What size can they reach?
I looked everywere but no info available.

Thanks in advance.


----------



## syndicate (Jul 22, 2007)

well there a burrowing species commonly sold as l.nigerrium .there also known as lampropelma sp.oarnge fringed.im guessing they can easily get 7+" in legspan.
very nice spiders.quite rare in us hobby tho.some good pics on the bts site


----------



## Tescos (Jul 22, 2007)

Always thought _Lampropelma_ species were ment to be arborel just like _Cyriopagopus_ species.:? 

Cheers 
Mr Christopher


----------



## harrypei (Jul 22, 2007)

Tescos said:


> Always thought _Lampropelma_ species were ment to be arborel just like _Cyriopagopus_ species.:?
> 
> Cheers
> Mr Christopher


the L.violaceopes I have all behave the same as Haplopelma species


----------



## syndicate (Jul 22, 2007)

harrypei said:


> the L.violaceopes I have all behave the same as Haplopelma species


time will tell but i think those might end up as a haplopelma species.lampropelma violoceopes is only a pet trade name


----------



## sick4x4 (Jul 22, 2007)

Lampropelma violaceopes. Malay Blue Femur is the pet name....these guys are burrowers...almost has bad as H. lividum but with more tunnels


----------



## AlainL (Jul 22, 2007)

The SUBJECT of this thread was Lampropelma sp."Borneo".


----------



## Goliath (Jul 22, 2007)

I have kept and am keeping this species at the moment.  They are definitely burrowers and get ~7"  They really start to slow down in growth once they reach ~5".

mike


----------



## Tescos (Jul 22, 2007)

Hi


> the L.violaceopes I have all behave the same as Haplopelma species


interesting. who identified your _ L.violaceopes_ as being such? I pretty much reckon it is how syndicate pointed out and is just a "pet trade"  name for it but as to being another _Haplopelma_ species then I guess we will have to wait and see Volker von Wirth's work when he has finished it (unless you can follow the specie keys etc, yourself of course).



> The SUBJECT of this thread was Lampropelma sp."Borneo".


So how many _Lampropelma_ species do you know that are described from Borneo?
_ L.violaceopes_ is described from Singapore and said to have been found in mangrove tree forest and _L.nigerrium _ is described from Sangir and also said to be arborel also Simon stated in the small paper that what he described could also be _phormingochilus_. 
So I ask what makes your _Lampropelma_ sp."Borneo" a _Lampropelma_?

Oh if you mean one of those orange fringed jobbies then they are burrowers that dig deep burrows in the wild and also incorperate leafs and things into the burrow mouth that often form a turret.
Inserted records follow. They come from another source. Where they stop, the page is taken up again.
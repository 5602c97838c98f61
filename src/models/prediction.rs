use serde::{Deserialize, Serialize};
use std::fmt;
use std::str::FromStr;
use utoipa::ToSchema;

use crate::error::PredictionError;

pub const DEFAULT_TILT_DEG: f64 = 30.0;
pub const DEFAULT_AZIMUTH_DEG: f64 = 180.0;

// ─── Inputs ──────────────────────────────────────────────────────────────────

/// Site coordinates in decimal degrees.
#[derive(Debug, Clone, Copy, PartialEq, Serialize, Deserialize, ToSchema)]
pub struct GeoLocation {
    pub latitude: f64,
    pub longitude: f64,
}

impl GeoLocation {
    /// Builds a location from possibly-missing request values.
    pub fn new(latitude: Option<f64>, longitude: Option<f64>) -> Result<Self, PredictionError> {
        let (Some(latitude), Some(longitude)) = (latitude, longitude) else {
            return Err(PredictionError::Configuration(
                "latitude and longitude are required".to_string(),
            ));
        };
        let location = Self { latitude, longitude };
        location.validate()?;
        Ok(location)
    }

    pub fn validate(&self) -> Result<(), PredictionError> {
        if !self.latitude.is_finite() || !(-90.0..=90.0).contains(&self.latitude) {
            return Err(PredictionError::Configuration(format!(
                "latitude {} outside [-90, 90]",
                self.latitude
            )));
        }
        if !self.longitude.is_finite() || !(-180.0..=180.0).contains(&self.longitude) {
            return Err(PredictionError::Configuration(format!(
                "longitude {} outside [-180, 180]",
                self.longitude
            )));
        }
        Ok(())
    }
}

/// Panel geometry. Tilt is measured from horizontal, azimuth clockwise from north.
#[derive(Debug, Clone, Copy, PartialEq, Serialize, Deserialize, ToSchema)]
pub struct PanelConfig {
    /// Panel surface (m²)
    pub area_m2: f64,
    pub tilt_deg: f64,
    pub azimuth_deg: f64,
}

impl PanelConfig {
    /// Unset tilt/azimuth take the 30° / 180° defaults.
    pub fn new(area_m2: Option<f64>, tilt_deg: Option<f64>, azimuth_deg: Option<f64>) -> Result<Self, PredictionError> {
        let area_m2 = area_m2.ok_or_else(|| {
            PredictionError::Configuration("a valid panel area is required".to_string())
        })?;
        let panel = Self {
            area_m2,
            tilt_deg: tilt_deg.unwrap_or(DEFAULT_TILT_DEG),
            azimuth_deg: azimuth_deg.unwrap_or(DEFAULT_AZIMUTH_DEG),
        };
        panel.validate()?;
        Ok(panel)
    }

    pub fn validate(&self) -> Result<(), PredictionError> {
        if !self.area_m2.is_finite() || self.area_m2 <= 0.0 {
            return Err(PredictionError::Configuration(format!(
                "panel area must be positive, got {}",
                self.area_m2
            )));
        }
        if !self.tilt_deg.is_finite() || !self.azimuth_deg.is_finite() {
            return Err(PredictionError::Configuration(
                "tilt and azimuth must be finite".to_string(),
            ));
        }
        Ok(())
    }

    pub fn with_orientation(&self, orientation: OptimalConfig) -> Self {
        Self {
            area_m2: self.area_m2,
            tilt_deg: orientation.tilt,
            azimuth_deg: orientation.azimuth,
        }
    }
}

#[derive(Debug, Clone, Copy, PartialEq, Eq, Serialize, Deserialize, ToSchema)]
#[serde(rename_all = "lowercase")]
pub enum Horizon {
    Daily,
    Weekly,
    Monthly,
}

impl FromStr for Horizon {
    type Err = PredictionError;

    fn from_str(s: &str) -> Result<Self, Self::Err> {
        match s.trim().to_ascii_lowercase().as_str() {
            "daily" => Ok(Horizon::Daily),
            "weekly" => Ok(Horizon::Weekly),
            "monthly" => Ok(Horizon::Monthly),
            _ => Err(PredictionError::UnsupportedHorizon(s.to_string())),
        }
    }
}

impl fmt::Display for Horizon {
    fn fmt(&self, f: &mut fmt::Formatter<'_>) -> fmt::Result {
        let name = match self {
            Horizon::Daily => "daily",
            Horizon::Weekly => "weekly",
            Horizon::Monthly => "monthly",
        };
        f.write_str(name)
    }
}

// ─── Outputs ─────────────────────────────────────────────────────────────────

/// One entry of a breakdown: an hour (daily) or a day (weekly / monthly).
#[derive(Debug, Clone, Copy, PartialEq, Serialize, Deserialize, ToSchema)]
pub struct PeriodPower {
    pub period: u32,
    pub power: f64,
}

#[derive(Debug, Clone, PartialEq, Serialize, Deserialize, ToSchema)]
pub struct PredictionResult {
    pub horizon: Horizon,
    /// Sum of `breakdown` powers (Wh)
    pub total_power: f64,
    pub peak_power: f64,
    pub peak_period: u32,
    pub breakdown: Vec<PeriodPower>,
    /// Weekly and monthly only: `total_power / breakdown.len()`
    #[serde(skip_serializing_if = "Option::is_none")]
    pub average_daily: Option<f64>,
}

/// Recommended orientation for a site.
#[derive(Debug, Clone, Copy, PartialEq, Serialize, Deserialize, ToSchema)]
pub struct OptimalConfig {
    pub tilt: f64,
    pub azimuth: f64,
}

/// Requested configuration compared against the recommended one.
#[derive(Debug, Clone, PartialEq, Serialize, ToSchema)]
pub struct OptimizationOutcome {
    pub prediction: PredictionResult,
    pub optimal_config: OptimalConfig,
    pub optimal_prediction: PredictionResult,
    pub improvement_percentage: f64,
}

#[cfg(test)]
mod tests {
    use super::*;

    #[test]
    fn horizon_parsing_is_case_insensitive() {
        assert_eq!("Daily".parse::<Horizon>().unwrap(), Horizon::Daily);
        assert_eq!(" weekly ".parse::<Horizon>().unwrap(), Horizon::Weekly);
        assert_eq!("MONTHLY".parse::<Horizon>().unwrap(), Horizon::Monthly);
    }

    #[test]
    fn unknown_horizon_is_rejected() {
        match "yearly".parse::<Horizon>() {
            Err(PredictionError::UnsupportedHorizon(h)) => assert_eq!(h, "yearly"),
            other => panic!("expected UnsupportedHorizon, got {:?}", other),
        }
    }

    #[test]
    fn location_requires_both_coordinates() {
        assert!(GeoLocation::new(Some(45.0), None).is_err());
        assert!(GeoLocation::new(None, Some(7.0)).is_err());
        assert!(GeoLocation::new(Some(91.0), Some(7.0)).is_err());
        assert!(GeoLocation::new(Some(45.0), Some(-181.0)).is_err());
        assert!(GeoLocation::new(Some(45.0), Some(7.0)).is_ok());
    }

    #[test]
    fn panel_defaults_orientation_and_rejects_bad_area() {
        let panel = PanelConfig::new(Some(10.0), None, None).unwrap();
        assert_eq!(panel.tilt_deg, 30.0);
        assert_eq!(panel.azimuth_deg, 180.0);

        assert!(PanelConfig::new(None, None, None).is_err());
        assert!(PanelConfig::new(Some(0.0), None, None).is_err());
        assert!(PanelConfig::new(Some(-3.0), Some(10.0), Some(90.0)).is_err());
    }
}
Same with the pet trade _ L.violaceopes_ but I never found such a turret constuction with the ones we found in the wild but leafs were incorperated into the enterence.

cheers
Mr Christopher


----------



## syndicate (Jul 23, 2007)

yeah he means the oarnge fringed.


----------



## AlainL (Jul 23, 2007)

Tescos said:


> Hi
> 
> So how many _Lampropelma_ species do you know that are described from Borneo?
> 
> ...


L.nigerrimum from Indonesia Simon 1892
I think it's what I got.

It was sold to me as Lampropelma sp."Borneo" by someone I thrust 100% but perssonaly I'm a beginner So maybe you can explain me?
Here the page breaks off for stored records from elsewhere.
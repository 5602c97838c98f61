use std::net::SocketAddr;

use axum::{Router, routing::get, response::Html};
use tower_http::cors::CorsLayer;
use tower_http::trace::TraceLayer;
use tracing_subscriber::EnvFilter;
use utoipa::OpenApi;
use utoipa_scalar::Scalar;

use solar_power_predictor::api_docs::ApiDoc;
use solar_power_predictor::config::Config;
use solar_power_predictor::routes::prediction_routes::api_routes;
use solar_power_predictor::services::model_store::{FileArtifactStore, ModelStore};
use solar_power_predictor::services::trainer::ModelTrainer;
use solar_power_predictor::shared_state::AppState;

#[tokio::main]
async fn main() {
    tracing_subscriber::fmt()
        .with_env_filter(
            EnvFilter::try_from_default_env()
                .unwrap_or_else(|_| EnvFilter::new("solar_power_predictor=info,tower_http=info")),
        )
        .init();

    // 1. Load configuration
    let config_path = std::env::var("SOLAR_CONFIG").unwrap_or_else(|_| "config.json".to_string());
    let config = match Config::load_or_default(&config_path) {
        Ok(c) => c,
        Err(e) => {
            tracing::error!("failed to load {}: {}", config_path, e);
            return;
        }
    };
    tracing::info!(
        "configuration loaded from {} (artifacts in {}, offline weather: {})",
        config_path,
        config.model.artifact_dir,
        config.weather.offline_mode
    );

    // 2. Model store and shared state
    let store = match FileArtifactStore::new(&config.model.artifact_dir) {
        Ok(s) => s,
        Err(e) => {
            tracing::error!("cannot open artifact directory {}: {}", config.model.artifact_dir, e);
            return;
        }
    };
    let trainer = ModelTrainer::from_config(&config.model);
    let state = AppState::new(config.clone(), ModelStore::new(Box::new(store), trainer));

    // 3. Load or train the model off the async runtime
    let store = state.model_store.clone();
    match tokio::task::spawn_blocking(move || store.load_or_train()).await {
        Ok(Ok(artifact)) => state.publish_artifact(artifact),
        Ok(Err(e)) => {
            tracing::error!("model initialisation failed: {}", e);
            return;
        }
        Err(e) => {
            tracing::error!("model initialisation task panicked: {}", e);
            return;
        }
    }

    // 4. Start Axum HTTP server
    let app = Router::new()
        .nest("/api", api_routes(state.clone()))
        .route("/scalar", get(|| async {
            Html(Scalar::new(ApiDoc::openapi()).to_html())
        }))
        .layer(CorsLayer::permissive())
        .layer(TraceLayer::new_for_http());

    let addr = SocketAddr::from(([0, 0, 0, 0], config.server.port));
    tracing::info!("API server listening on http://{}", addr);
    tracing::info!("Scalar UI: http://{}/scalar", addr);

    if let Err(e) = axum_server::bind(addr).serve(app.into_make_service()).await {
        tracing::error!("server error: {}", e);
    }
}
Oh yes I mean the orange jobbies.
Can you tell me the scientific name for the orange jobbies?


----------



## syndicate (Jul 23, 2007)

well there currently undescribed so there is no scientific name.what genus they really belong to i could not even tell ya hehe.i dont know if they really are a lampropelma.until papers are published this will be there hobby/pet trade name


----------



## Becky (Jul 24, 2007)

carpetpython said:


> L.nigerrimum from Indonesia Simon 1892
> I think it's what I got.
> 
> It was sold to me as Lampropelma sp."Borneo" by someone I thrust 100% but perssonaly I'm a beginner So maybe you can explain me?
> ...


Lampropelma sp. "Borneo"   OR  Lampropelma sp. "Orange Fringed" either of these names are known for the "orange fringe".
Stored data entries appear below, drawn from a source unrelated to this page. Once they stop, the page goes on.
use utoipa::OpenApi;
use crate::controllers::prediction_controller;
use crate::models::{api, prediction, weather};
use crate::services::{regression, trainer};

#[derive(OpenApi)]
#[openapi(
    paths(
        prediction_controller::predict,
        prediction_controller::get_optimal,
        prediction_controller::get_weather,
        prediction_controller::get_model_info,
        prediction_controller::retrain_model,
        prediction_controller::health,
        prediction_controller::get_config
    ),
    components(
        schemas(
            api::PredictRequest,
            api::LocationInput,
            api::PanelConfigInput,
            api::PredictResponse,
            api::WeatherResponse,
            api::ModelInfo,
            api::HealthStatus,
            prediction::Horizon,
            prediction::PeriodPower,
            prediction::PredictionResult,
            prediction::OptimalConfig,
            weather::WeatherReading,
            weather::ForecastEntry,
            regression::ModelKind,
            trainer::TrainingReport,
            trainer::CandidateScore
        )
    ),
    tags(
        (name = "solar-power-predictor", description = "Solar PV Power Prediction API")
    )
)]
pub struct ApiDoc;

#[cfg(test)]
mod tests {
    use super::*;

    #[test]
    fn every_route_is_documented() {
        let doc = ApiDoc::openapi();
        for path in [
            "/api/predict",
            "/api/optimal",
            "/api/weather/{lat}/{lon}",
            "/api/model",
            "/api/model/retrain",
            "/api/health",
            "/api/config",
        ] {
            assert!(doc.paths.paths.contains_key(path), "missing {}", path);
        }
    }
}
What makes u think u have L.niggerium? 

What is currently described as Lampropelma sp. "Borneo" will be black, with orange "fringed" hairs all around the carapace. Note the common name, orange fringed.
However, as syndicate says, they haven't been published yet... so nothing is for certain.

They are burrowers. Provide at least 7" of substrate, more if you can.


----------



## M.F.Bagaturov (Jul 24, 2007)

Hi!

Sorry, but why not _Haplopelma doria _as it was sold 8-10 years ago? 

BTW. Becky, as You have describe above "black, with orange "fringed" hairs all around the carapace" is a coloration of the immature speciments...
Adult females are jet-black without any fringe...


----------



## Becky (Jul 24, 2007)

Oh i didnt know that! 
So how would you identify an adult female if it doesnt have any fringes?


----------



## M.F.Bagaturov (Jul 24, 2007)

For all other characters except coloration as You also knew the coloration is not proper identification tool in tarantulas.


----------



## AlainL (Jul 24, 2007)

M.F.Bagaturov said:


> Hi!
> 
> Sorry, but why not _Haplopelma doria _as it was sold 8-10 years ago?
> 
> ...


Hi!

Thanks for the info 
Very beautiful pic btw.
Do you know if they are fast grower?
are they easy to breed?

Thanks!


----------



## M.F.Bagaturov (Jul 25, 2007)

Hi Alain!

I don't know does they fast growers or not but can expect that they' should be of moderate growth rate.
I also don't know about breeding. The most speciemn I saw was WC sub- or adults.


----------



## AlainL (Jul 25, 2007)

M.F.Bagaturov said:


> Hi Alain!
> 
> I don't know does they fast growers or not but can expect that they' should be of moderate growth rate.
> I also don't know about breeding. The most speciemn I saw was WC sub- or adults.


Thanks Mikhail!

Your site is great btw


----------



## Tescos (Jul 26, 2007)

carpetpython said:


> L.nigerrimum from Indonesia Simon 1892
> I think it's what I got.


Yes it is described from Indonesia but not from Borneo. Take another look where I said it is described from.


carpetpython said:


> It was sold to me as Lampropelma sp."Borneo" by someone I thrust 100% but perssonaly I'm a beginner So maybe you can explain me?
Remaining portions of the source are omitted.